11. Handling Semi-Structured Data
A reminder of the data vault table types,
[BONUS] Episode 11: Handling Semi-Structured Data
Pay now or pay later; semi-structured data delays the need to design strongly typed database structures to store data. Data producers are free to push data as predefined key-pairs whilst it’s the job of data consumers to parse the semi-structured into a meaningful format, i.e., schema-on-read. Amongst the other benefits of semi-structured data, you will find:
- Semi-structured data is not strongly typed, reducing the need to define the schema upfront. However most BI tools need the content in a structured format and therefore a degree of parsing (data typing) is required before the data is usable by most frontend tools.
- Data appears as key-value pairs within documents (or objects) whereas structured data is tabular defined as rows and strongly typed columns. Not only can you include the typical primitive data types as we see in structured data, but you can natively store complex data types such as lists, dictionaries, and arrays.

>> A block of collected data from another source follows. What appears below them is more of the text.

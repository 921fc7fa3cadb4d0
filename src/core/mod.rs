//! Core cleaning and fusion modules

pub mod focus;
pub mod harmonize;
pub mod qa_mask;

// Re-export main types
pub use focus::{focus_window, FocusStat};
pub use harmonize::{harmonize, ResampleMode, RESOLUTION_RATIO};
pub use qa_mask::{
    clean_mask, default_categories, flag_histogram, ls_qa_clean_mask, slc_clean_mask, QaEncoding,
    LANDSAT_DEFAULT_BITS, SENTINEL2_DEFAULT_CATEGORIES,
};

- Evolving the schema is easier and more flexible and scalable. There is no need to migrate the structure from one tabular form to another and define common relational table constructs such as indexes, primary and foreign keys.
- Relationships between keys can be embedded within a single semi-structured document, persisting where they do exist and omitting them when they don’t.

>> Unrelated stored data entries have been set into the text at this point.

//! Labeled data-cube container shared by the cleaning and fusion pipeline.
//!
//! A [`DataCube`] holds one or more named band cubes over common
//! (time, latitude, longitude) coordinate axes. Every operation returns a
//! fresh cube; nothing is mutated in place.

use chrono::{DateTime, Utc};
use ndarray::{concatenate, s, Array2, Axis};

use crate::types::{
    BandCube, CleanMask, CubeError, CubeExtents, CubeResult, GridDescriptor,
};

/// One named measurement band
#[derive(Debug, Clone)]
pub struct Band {
    pub name: String,
    pub values: BandCube,
}

impl Band {
    pub fn new(name: impl Into<String>, values: BandCube) -> Self {
        Self {
            name: name.into(),
            values,
        }
    }
}

/// Multi-band raster time series over a uniform geographic grid
#[derive(Debug, Clone)]
pub struct DataCube {
    times: Vec<DateTime<Utc>>,
    latitudes: Vec<f64>,
    longitudes: Vec<f64>,
    bands: Vec<Band>,
}

impl DataCube {
    /// Build a cube, validating that every band matches the coordinate
    /// axes. The time axis may be empty (a load that found nothing),
    /// the spatial axes and the band list may not.
    pub fn new(
        times: Vec<DateTime<Utc>>,
        latitudes: Vec<f64>,
        longitudes: Vec<f64>,
        bands: Vec<Band>,
    ) -> CubeResult<Self> {
        if latitudes.is_empty() || longitudes.is_empty() {
            return Err(CubeError::Validation(
                "spatial coordinate axes must not be empty".to_string(),
            ));
        }
        if bands.is_empty() {
            return Err(CubeError::Validation(
                "a data cube needs at least one band".to_string(),
            ));
        }
        let expected = (times.len(), latitudes.len(), longitudes.len());
        for band in &bands {
            if band.values.dim() != expected {
                return Err(CubeError::Validation(format!(
                    "band \"{}\" has shape {:?}, expected {:?} from the coordinate axes",
                    band.name,
                    band.values.dim(),
                    expected
                )));
            }
        }
        Ok(Self {
            times,
            latitudes,
            longitudes,
            bands,
        })
    }

    pub fn times(&self) -> &[DateTime<Utc>] {
        &self.times
    }

    pub fn latitudes(&self) -> &[f64] {
        &self.latitudes
    }

    pub fn longitudes(&self) -> &[f64] {
        &self.longitudes
    }

    pub fn bands(&self) -> &[Band] {
        &self.bands
    }

    pub fn band(&self, name: &str) -> Option<&BandCube> {
        self.bands
            .iter()
            .find(|b| b.name == name)
            .map(|b| &b.values)
    }

    pub fn band_names(&self) -> Vec<&str> {
        self.bands.iter().map(|b| b.name.as_str()).collect()
    }

    /// First band in request order; the convention throughout the pipeline
    /// for deriving validity information.
    pub fn first_band(&self) -> &Band {
        &self.bands[0]
    }

    pub fn is_empty(&self) -> bool {
        self.times.is_empty()
    }

    /// Grid geometry of the spatial axes.
    pub fn grid(&self) -> CubeResult<GridDescriptor> {
        GridDescriptor::from_axes(&self.longitudes, &self.latitudes)
    }

    /// Padded spatial extent plus acquisition time span.
    pub fn extents(&self) -> CubeResult<CubeExtents> {
        let grid = self.grid()?;
        let start = self.times.iter().min();
        let end = self.times.iter().max();
        match (start, end) {
            (Some(&start_time), Some(&end_time)) => Ok(CubeExtents {
                extent: grid.extent,
                start_time,
                end_time,
            }),
            _ => Err(CubeError::Validation(
                "cannot summarize the extents of a cube with an empty time axis".to_string(),
            )),
        }
    }

    /// Append another cube along the time axis.
    ///
    /// Both cubes must share the exact same spatial coordinates and band
    /// names in the same order; the output keeps the concatenation order
    /// (sort afterwards if ascending time is needed).
    pub fn concat_time(&self, other: &DataCube) -> CubeResult<DataCube> {
        if self.latitudes != other.latitudes || self.longitudes != other.longitudes {
            return Err(CubeError::Validation(
                "cannot concatenate cubes over different spatial grids".to_string(),
            ));
        }
        if self.band_names() != other.band_names() {
            return Err(CubeError::Validation(format!(
                "cannot concatenate cubes with different bands: {:?} vs {:?}",
                self.band_names(),
                other.band_names()
            )));
        }

        let mut times = self.times.clone();
        times.extend_from_slice(&other.times);

        let mut bands = Vec::with_capacity(self.bands.len());
        for (a, b) in self.bands.iter().zip(&other.bands) {
            let values = concatenate(Axis(0), &[a.values.view(), b.values.view()])
                .map_err(|e| CubeError::Validation(format!("time concatenation failed: {}", e)))?;
            bands.push(Band::new(a.name.clone(), values));
        }

        DataCube::new(times, self.latitudes.clone(), self.longitudes.clone(), bands)
    }

    /// Reorder all bands by ascending acquisition time. The sort is stable,
    /// equal timestamps keep their current order.
    pub fn sorted_by_time(&self) -> DataCube {
        let mut order: Vec<usize> = (0..self.times.len()).collect();
        order.sort_by_key(|&i| self.times[i]);

        self.reindex_time(&order)
    }

    /// Drop time slices that hold no valid sample in any band.
    pub fn drop_empty_times(&self) -> DataCube {
        let keep: Vec<usize> = (0..self.times.len())
            .filter(|&t| {
                self.bands.iter().any(|band| {
                    band.values
                        .slice(s![t, .., ..])
                        .iter()
                        .any(|v| !v.is_nan())
                })
            })
            .collect();

        if keep.len() == self.times.len() {
            return self.clone();
        }
        log::info!(
            "dropping {} of {} time slices without any valid sample",
            self.times.len() - keep.len(),
            self.times.len()
        );
        self.reindex_time(&keep)
    }

    /// Extract the spatial sub-cube over half-open row/column index ranges,
    /// keeping every band and time step.
    pub fn slice_spatial(&self, rows: std::ops::Range<usize>, cols: std::ops::Range<usize>) -> DataCube {
        let bands = self
            .bands
            .iter()
            .map(|band| {
                Band::new(
                    band.name.clone(),
                    band.values
                        .slice(s![.., rows.clone(), cols.clone()])
                        .to_owned(),
                )
            })
            .collect();
        DataCube {
            times: self.times.clone(),
            latitudes: self.latitudes[rows].to_vec(),
            longitudes: self.longitudes[cols].to_vec(),
            bands,
        }
    }

    /// Per-pixel count of non-missing time-series samples in the first band.
    pub fn validity_counts(&self) -> Array2<u32> {
        let band = &self.first_band().values;
        let (nt, nrows, ncols) = band.dim();
        let mut counts = Array2::<u32>::zeros((nrows, ncols));
        for t in 0..nt {
            for r in 0..nrows {
                for c in 0..ncols {
                    if !band[[t, r, c]].is_nan() {
                        counts[[r, c]] += 1;
                    }
                }
            }
        }
        counts
    }

    /// Validity mask of the first band: true where a sample survived
    /// cleaning.
    pub fn valid_mask(&self) -> CleanMask {
        self.first_band().values.mapv(|v| !v.is_nan())
    }

    fn reindex_time(&self, order: &[usize]) -> DataCube {
        let times = order.iter().map(|&i| self.times[i]).collect();
        let (_, nrows, ncols) = self.bands[0].values.dim();
        let bands = self
            .bands
            .iter()
            .map(|band| {
                let mut values = BandCube::from_elem((order.len(), nrows, ncols), f32::NAN);
                for (dst, &src) in order.iter().enumerate() {
                    values
                        .slice_mut(s![dst, .., ..])
                        .assign(&band.values.slice(s![src, .., ..]));
                }
                Band::new(band.name.clone(), values)
            })
            .collect();
        DataCube {
            times,
            latitudes: self.latitudes.clone(),
            longitudes: self.longitudes.clone(),
            bands,
        }
    }
}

Snowflake makes semi-structured even more attractive by providing support in its extended SQL the ability to query JSON and XML in place within Snowflake’s VARIANT column data type. Strictly speaking, semi-structured data can be provided as a part of a batch-oriented workload or as a real-time streaming workload. Whilst the traditional batch-oriented workloads are file-based and have been the mainstay for decades as a cheap way push/pull content into an analytical data platform due to use cases not needing the lowest latency possible to derive analytical value. And these are the traditional requirements such as daily, weekly, and historical reports and dashboards. Streaming use cases, however, needs real-time responses and analysis and are often about processing current data or as close to the business event that triggered the processing event.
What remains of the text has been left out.